The court also heard a case involving the abduction of 30 Baloch men and killing of two members of BSO-Azad in the Totak village of Khuzdar district of Balochistan in February last year. The FC officials have been ordered to produce people from the Totak incident which it had in custody.
It is worth recalling that on 18 February 2011 the Pakistan FC and other security forces had attacked the Torak village near Khuzdar. Two members of BSO-Azad namely Naeem Qalandrani and Yahya Qalandarani were killed and arrested over two dozen members of Qalandarani Baloch tribe were abducted. The bullet ridden body of Maqsood Qalandrani was found dumped in Quetta on 16 July 2011. The rest of the people abducted in February last year are still being illegally held by Pakistani intelligence agencies.
Balochistan, which also straddles Iran and Afghanistan, is rich in in natural resources including Oil and Gas, but the Baloch people remains one of the most deprived in South East Asia. Rights activists have accused the military of mass arrests and extra-judicial executions in its bid to counter a national liberation struggle.

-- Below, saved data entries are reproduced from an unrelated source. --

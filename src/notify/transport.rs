//! Transports.
//!
//! The log transports stand in for an SMTP relay and an SMS gateway: they
//! emit a tracing event per message and hand back a generated message id.

use std::sync::Arc;

use async_trait::async_trait;
use tracing::info;
use uuid::Uuid;

use crate::config::NotificationConfig;
use crate::error::{EngineError, EngineResult};

use super::{DeliveryReceipt, EmailMessage, EmailSender, SmsMessage, SmsSender};

/// Writes each email to the log.
#[derive(Debug, Clone, Default)]
pub struct LogEmailSender;

#[async_trait]
impl EmailSender for LogEmailSender {
    async fn send(&self, message: &EmailMessage) -> EngineResult<DeliveryReceipt> {
        let message_id = format!("<{}@pay-package-engine>", Uuid::new_v4());
        info!(
            message_id = %message_id,
            to = %message.to,
            from = %message.from,
            subject = %message.subject,
            body_bytes = message.html_body.len(),
            "email sent"
        );
        Ok(DeliveryReceipt { message_id })
    }
}

/// Writes each text message to the log.
#[derive(Debug, Clone)]
pub struct LogSmsSender {
    from_number: String,
}

impl LogSmsSender {
    /// Creates a sender that reports messages as coming from `from_number`.
    pub fn new(from_number: impl Into<String>) -> Self {
        Self {
            from_number: from_number.into(),
        }
    }
}

#[async_trait]
impl SmsSender for LogSmsSender {
    async fn send(&self, message: &SmsMessage) -> EngineResult<DeliveryReceipt> {
        let message_id = format!("SM{}", Uuid::new_v4().simple());
        info!(
            message_id = %message_id,
            to = %message.to,
            from = %self.from_number,
            body_chars = message.body.chars().count(),
            "sms sent"
        );
        Ok(DeliveryReceipt { message_id })
    }
}

/// Rejects every email; used when email is disabled.
#[derive(Debug, Clone, Default)]
pub struct UnconfiguredEmailSender;

#[async_trait]
impl EmailSender for UnconfiguredEmailSender {
    async fn send(&self, _message: &EmailMessage) -> EngineResult<DeliveryReceipt> {
        Err(EngineError::ChannelNotConfigured {
            channel: "Email".to_string(),
        })
    }
}

/// Rejects every text message; used when SMS has no sending number.
#[derive(Debug, Clone, Default)]
pub struct UnconfiguredSmsSender;

#[async_trait]
impl SmsSender for UnconfiguredSmsSender {
    async fn send(&self, _message: &SmsMessage) -> EngineResult<DeliveryReceipt> {
        Err(EngineError::ChannelNotConfigured {
            channel: "SMS".to_string(),
        })
    }
}

/// Picks the email transport described by the configuration.
pub fn email_sender_from_config(config: &NotificationConfig) -> Arc<dyn EmailSender> {
    if config.email.enabled {
        Arc::new(LogEmailSender)
    } else {
        Arc::new(UnconfiguredEmailSender)
    }
}

/// Picks the SMS transport described by the configuration.
pub fn sms_sender_from_config(config: &NotificationConfig) -> Arc<dyn SmsSender> {
    match config.sms.from_number.as_deref() {
        Some(number) if config.sms.is_configured() => Arc::new(LogSmsSender::new(number.trim())),
        _ => Arc::new(UnconfiguredSmsSender),
    }
}
//! HTTP routing and shared handler plumbing for the Pay Package Engine API.
//!
//! Every handler tags its log events with a per-request correlation id and
//! turns extractor rejections into [`ApiError`] bodies.

use std::time::Instant;

use axum::{
    Json, Router,
    extract::{
        Path, Query,
        rejection::{JsonRejection, PathRejection, QueryRejection},
    },
    routing::{get, patch, post, put},
};
use tracing::{info, warn};
use uuid::Uuid;

use crate::calculation::calculate_with_breakdown;
use crate::error::EngineError;
use crate::models::{PayPackageCalculation, PayPackageInput};

use super::request::PayPackageRequest;
use super::response::{ApiError, ApiErrorResponse};
use super::state::AppState;
use super::{journal, notifications, pay_packages, reminders};

/// Creates the API router with all endpoints mounted under `/api`.
pub fn create_router(state: AppState) -> Router {
    let api = Router::new()
        .route("/calculate", post(calculate_handler))
        .route(
            "/pay-packages",
            get(pay_packages::list).post(pay_packages::create),
        )
        .route("/pay-packages/recent", get(pay_packages::recent))
        .route("/pay-packages/email", post(notifications::send_email))
        .route("/pay-packages/sms", post(notifications::send_sms))
        .route(
            "/pay-packages/:id",
            get(pay_packages::get_one)
                .put(pay_packages::replace)
                .patch(pay_packages::merge)
                .delete(pay_packages::delete),
        )
        .route(
            "/pay-packages/:id/communications",
            get(notifications::communications),
        )
        .route("/pay-packages/:id/journal", get(journal::for_package))
        .route("/pay-packages/:id/reminders", get(reminders::for_package))
        .route("/journal", get(journal::list).post(journal::create))
        .route("/journal/:id", put(journal::update).delete(journal::delete))
        .route("/reminders", get(reminders::list).post(reminders::create))
        .route("/reminders/upcoming", get(reminders::upcoming))
        .route(
            "/reminders/:id",
            put(reminders::update).delete(reminders::delete),
        )
        .route("/reminders/:id/complete", patch(reminders::complete));

    Router::new().nest("/api", api).with_state(state)
}

/// Handler for `POST /api/calculate`.
///
/// Previews a calculation without storing it. Accepts any input; missing
/// fields count as zero and missing dates fall back to 13 weeks.
async fn calculate_handler(
    payload: Result<Json<PayPackageRequest>, JsonRejection>,
) -> Result<Json<PayPackageCalculation>, ApiErrorResponse> {
    let correlation_id = Uuid::new_v4();
    info!(correlation_id = %correlation_id, "Processing calculation preview");

    let input: PayPackageInput = json_body(payload, correlation_id)?.into();

    let start_time = Instant::now();
    let calculation = calculate_with_breakdown(&input);
    info!(
        correlation_id = %correlation_id,
        weekly_gross = %calculation.result.weekly_gross,
        weekly_margin = %calculation.result.weekly_agency_margin,
        warnings = calculation.audit_trace.warnings.len(),
        duration_us = start_time.elapsed().as_micros(),
        "Calculation completed successfully"
    );

    Ok(Json(calculation))
}

/// Unwraps a JSON body, mapping rejections to 400 responses.
pub(super) fn json_body<T>(
    payload: Result<Json<T>, JsonRejection>,
    correlation_id: Uuid,
) -> Result<T, ApiErrorResponse> {
    match payload {
        Ok(Json(value)) => Ok(value),
        Err(rejection) => {
            let error = match rejection {
                JsonRejection::JsonDataError(err) => {
                    let body_text = err.body_text();
                    warn!(
                        correlation_id = %correlation_id,
                        error = %body_text,
                        "JSON data error"
                    );
                    if body_text.contains("missing field") {
                        ApiError::validation_error(body_text)
                    } else {
                        ApiError::malformed_json(body_text)
                    }
                }
                JsonRejection::JsonSyntaxError(err) => {
                    warn!(
                        correlation_id = %correlation_id,
                        error = %err,
                        "JSON syntax error"
                    );
                    ApiError::malformed_json(format!("Invalid JSON syntax: {}", err))
                }
                JsonRejection::MissingJsonContentType(_) => ApiError::new(
                    "MISSING_CONTENT_TYPE",
                    "Content-Type must be application/json",
                ),
                _ => ApiError::malformed_json("Failed to parse request body"),
            };
            Err(ApiErrorResponse::bad_request(error))
        }
    }
}

/// Unwraps a numeric `:id` path segment.
pub(super) fn path_id(
    path: Result<Path<u64>, PathRejection>,
    correlation_id: Uuid,
) -> Result<u64, ApiErrorResponse> {
    path.map(|Path(id)| id).map_err(|rejection| {
        let details = rejection.body_text();
        warn!(correlation_id = %correlation_id, error = %details, "Invalid id");
        ApiErrorResponse::bad_request(ApiError::invalid_id(details))
    })
}

/// Unwraps a query string.
pub(super) fn query<T>(
    query: Result<Query<T>, QueryRejection>,
    correlation_id: Uuid,
) -> Result<T, ApiErrorResponse> {
    query.map(|Query(value)| value).map_err(|rejection| {
        let details = rejection.body_text();
        warn!(correlation_id = %correlation_id, error = %details, "Invalid query string");
        ApiErrorResponse::bad_request(ApiError::validation_error(details))
    })
}

/// Logs an engine error against the request and converts it.
pub(super) fn engine_error(error: EngineError, correlation_id: Uuid) -> ApiErrorResponse {
    warn!(correlation_id = %correlation_id, error = %error, "Request failed");
    error.into()
}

International Human Rights Organisations including Human Rights Watch, Amnesty International and Asian Human Rights Commission have extensively reported on Pakistani atrocities against Baloch people. These groups say that abductions are often carried out in broad day light in presence of multiple eye-witnesses – family members and fellow passengers.
In June this year the UN human rights Chief Navi Pillay voiced concern about "very grave" rights violations during Pakistani military operations. She had said disappearances in Balochistan had become "a focus for national debate, international attention and local despair"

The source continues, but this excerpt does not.